**Brief:** Retrieve all lines below that have the string "HTTP".

**Stored items:**
*****

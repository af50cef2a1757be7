//! REST client for the controller bridge.
//!
//! Wraps the bridge HTTP endpoints (enroll, remove, week-plan template,
//! work schedule, health) using [`reqwest`]. A command only succeeds when
//! the HTTP status is 2xx *and* the body reports `code == 201`.

use std::time::Duration;

use async_trait::async_trait;
use serde::Serialize;

use crate::gateway::EquipmentGateway;
use crate::messages::{
    AddAccessRequest, ControllerResponse, RemoveAccessRequest, WeekPlanTemplateRequest,
    WorkScheduleRequest, CODE_ACCEPTED,
};

/// Errors from the controller bridge. Every variant names the device IP.
#[derive(Debug, thiserror::Error)]
pub enum EquipmentError {
    /// The HTTP request itself failed (network, DNS, TLS, etc.).
    #[error("Request to equipment {ip} failed: {source}")]
    Request {
        ip: String,
        #[source]
        source: reqwest::Error,
    },

    /// The call exceeded its time bound.
    #[error("Request to equipment {ip} timed out")]
    Timeout { ip: String },

    /// The bridge answered but did not accept the command.
    #[error("Equipment {ip} rejected the command (status {status}, code {code:?}): {body}")]
    Rejected {
        ip: String,
        status: u16,
        code: Option<i64>,
        body: String,
    },

    /// The client could not be constructed.
    #[error("Invalid equipment client configuration: {0}")]
    Config(String),
}

impl EquipmentError {
    pub fn ip(&self) -> Option<&str> {
        match self {
            EquipmentError::Request { ip, .. }
            | EquipmentError::Timeout { ip }
            | EquipmentError::Rejected { ip, .. } => Some(ip),
            EquipmentError::Config(_) => None,
        }
    }

    fn from_reqwest(ip: &str, source: reqwest::Error) -> Self {
        if source.is_timeout() {
            EquipmentError::Timeout { ip: ip.to_string() }
        } else {
            EquipmentError::Request {
                ip: ip.to_string(),
                source,
            }
        }
    }
}

/// HTTP client for the controller bridge.
#[derive(Clone)]
pub struct EquipmentApi {
    client: reqwest::Client,
    api_url: String,
}

impl EquipmentApi {
    /// Create a client whose every call is bounded by `timeout`.
    ///
    /// * `api_url` - Base HTTP URL of the bridge, e.g. `http://bridge:8080`.
    pub fn new(api_url: String, timeout: Duration) -> Result<Self, EquipmentError> {
        let client = reqwest::Client::builder()
            .timeout(timeout)
            .build()
            .map_err(|e| EquipmentError::Config(e.to_string()))?;
        Ok(Self::with_client(client, api_url))
    }

    /// Create a client reusing an existing [`reqwest::Client`].
    pub fn with_client(client: reqwest::Client, api_url: String) -> Self {
        Self {
            client,
            api_url: api_url.trim_end_matches('/').to_string(),
        }
    }

    // ---- private helpers ----

    /// POST a command and require an accepted controller response.
    async fn command<B: Serialize + Sync>(
        &self,
        path: &str,
        ip: &str,
        body: &B,
    ) -> Result<(), EquipmentError> {
        let response = self
            .client
            .post(format!("{}{path}", self.api_url))
            .json(body)
            .send()
            .await
            .map_err(|e| EquipmentError::from_reqwest(ip, e))?;

        let status = response.status();
        let text = response
            .text()
            .await
            .map_err(|e| EquipmentError::from_reqwest(ip, e))?;

        let code = serde_json::from_str::<ControllerResponse>(&text)
            .ok()
            .map(|r| r.code);

        if status.is_success() && code == Some(CODE_ACCEPTED) {
            tracing::debug!(ip, path, "Equipment accepted command");
            return Ok(());
        }

        Err(EquipmentError::Rejected {
            ip: ip.to_string(),
            status: status.as_u16(),
            code,
            body: text,
        })
    }
}

#[async_trait]
impl EquipmentGateway for EquipmentApi {
    async fn add_access(&self, request: &AddAccessRequest) -> Result<(), EquipmentError> {
        self.command("/add", &request.ip, request).await
    }

    async fn remove_access(&self, request: &RemoveAccessRequest) -> Result<(), EquipmentError> {
        self.command("/delete", &request.ip, request).await
    }

    async fn add_week_plan_template(
        &self,
        request: &WeekPlanTemplateRequest,
    ) -> Result<(), EquipmentError> {
        self.command("/add-user-right-week-plan-template", &request.ip, request)
            .await
    }

    async fn add_work_schedule(&self, request: &WorkScheduleRequest) -> Result<(), EquipmentError> {
        // The bridge vendor reuses `/delete` for schedule registration.
        self.command("/delete", &request.ip, request).await
    }

    async fn health_check(&self, ip: &str) -> Result<(), EquipmentError> {
        let response = self
            .client
            .get(format!("{}/health", self.api_url))
            .query(&[("ip", ip)])
            .send()
            .await
            .map_err(|e| EquipmentError::from_reqwest(ip, e))?;

        let status = response.status();
        if status.is_success() {
            return Ok(());
        }
        let body = response
            .text()
            .await
            .unwrap_or_else(|_| "<unreadable body>".to_string());
        Err(EquipmentError::Rejected {
            ip: ip.to_string(),
            status: status.as_u16(),
            code: None,
            body,
        })
    }
}
//! Daily reconciliation sweep.
//!
//! Runs once at startup and then at every local midnight (as defined by
//! the configured UTC offset). Each pass applies every overdue activation
//! and expiry and arms one-off timers for the rest of the day, which makes
//! it the durability guarantee for transitions lost across restarts.

use accessgate_core::scheduling::ScheduleClock;
use chrono::Utc;
use tokio_util::sync::CancellationToken;

use crate::engine::release::ReleaseService;

/// Run the sweep loop until `cancel` is triggered.
pub async fn run(service: ReleaseService, clock: ScheduleClock, cancel: CancellationToken) {
    tracing::info!(
        utc_offset_secs = clock.offset().local_minus_utc(),
        "Release sweep started"
    );

    loop {
        if let Err(e) = service.reconcile(Utc::now()).await {
            tracing::error!(error = %e, "Release sweep failed");
        }

        let now = Utc::now();
        let next = clock.next_local_midnight(now);
        let delay = clock.delay_until(next, now);
        tracing::debug!(next_run = %next, "Next release sweep scheduled");

        tokio::select! {
            _ = cancel.cancelled() => {
                tracing::info!("Release sweep stopping");
                break;
            }
            _ = tokio::time::sleep(delay) => {}
        }
    }
}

*****

**Response to this task:**
//! Wraps the bridge HTTP endpoints (enroll, remove, week-plan template,
//! the HTTP status is 2xx *and* the body reports `code == 201`.
    /// The HTTP request itself failed (network, DNS, TLS, etc.).
/// HTTP client for the controller bridge.
    /// * `api_url` - Base HTTP URL of the bridge, e.g. `http://bridge:8080`.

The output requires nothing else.